Chancellor Philip Hammond has changed the timing of the Budget from the spring to autumn, meaning bigger Government decisions which might have affected tax and prices were announced later in the year.

It resulted in tobacco prices rising just 0.1% in March, compared with a 2% month-on-month rise last year.

Mr Hardie added: "Growth in the price of goods leaving factories continued to slow, mainly due to a smaller increase in the price of food products compared with this time last year."

Food prices rose 0.3% compared with a month earlier, versus a 0.6% rise over the same period in 2017, with fruit and fish applying the most downward pressure, having fallen 1.4% and 1.3% respectively.
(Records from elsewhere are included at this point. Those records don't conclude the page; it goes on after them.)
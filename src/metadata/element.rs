use serde::{Deserialize, Serialize};
use std::collections::BTreeMap;

/// A node of a component descriptor tree
#[derive(Debug, Clone, PartialEq, Eq, Default, Serialize, Deserialize)]
pub struct Element {
    pub name: String,
    #[serde(default, skip_serializing_if = "Option::is_none")]
    pub namespace: Option<String>,
    #[serde(default)]
    pub attributes: BTreeMap<String, String>,
    #[serde(default)]
    pub elements: Vec<Element>,
}

impl Element {
    pub fn new(name: impl Into<String>) -> Self {
        Self {
            name: name.into(),
            ..Self::default()
        }
    }

    pub fn with_attribute(mut self, key: impl Into<String>, value: impl Into<String>) -> Self {
        self.attributes.insert(key.into(), value.into());
        self
    }

    pub fn with_element(mut self, element: Element) -> Self {
        self.elements.push(element);
        self
    }

    pub fn add_element(&mut self, element: Element) {
        self.elements.push(element);
    }

    pub fn attribute(&self, key: &str) -> Option<&str> {
        self.attributes.get(key).map(String::as_str)
    }

    pub fn contains_attribute(&self, key: &str) -> bool {
        self.attributes.contains_key(key)
    }

    /// Direct children named `name`, whatever their namespace
    pub fn elements(&self, name: &str) -> Vec<&Element> {
        self.elements.iter().filter(|e| e.name == name).collect()
    }

    pub fn first(&self, name: &str) -> Option<&Element> {
        self.elements.iter().find(|e| e.name == name)
    }
}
At the pumps, motorists also faced lower fuel costs last month, with petrol down by 1.6p per litre on the month to 119.2p per litre.

Diesel fell 1.5p to 122.9p.

The Retail Prices Index (RPI), a separate measure of inflation, was 3.3% last month, down from 3.6% in February.

The Consumer Prices Index including owner-occupiers' housing costs (CPIH) - the ONS' preferred measure of inflation - was 2.3% in March, down from 2.5% in February.

Samuel Tombs, chief UK economist for Pantheon Macroeconomics, expects the inflation rate to decline further in the coming months.

"Looking ahead, we continue to expect CPI inflation to fall sharply and to average just 2.1% in Q4," he said.

Meanwhile, EY Item Club chief economic adviser Howard Archer is forecasting CPI to reach the Bank of England's 2% target by the end of this year, with inflation hovering close to that level in 2019.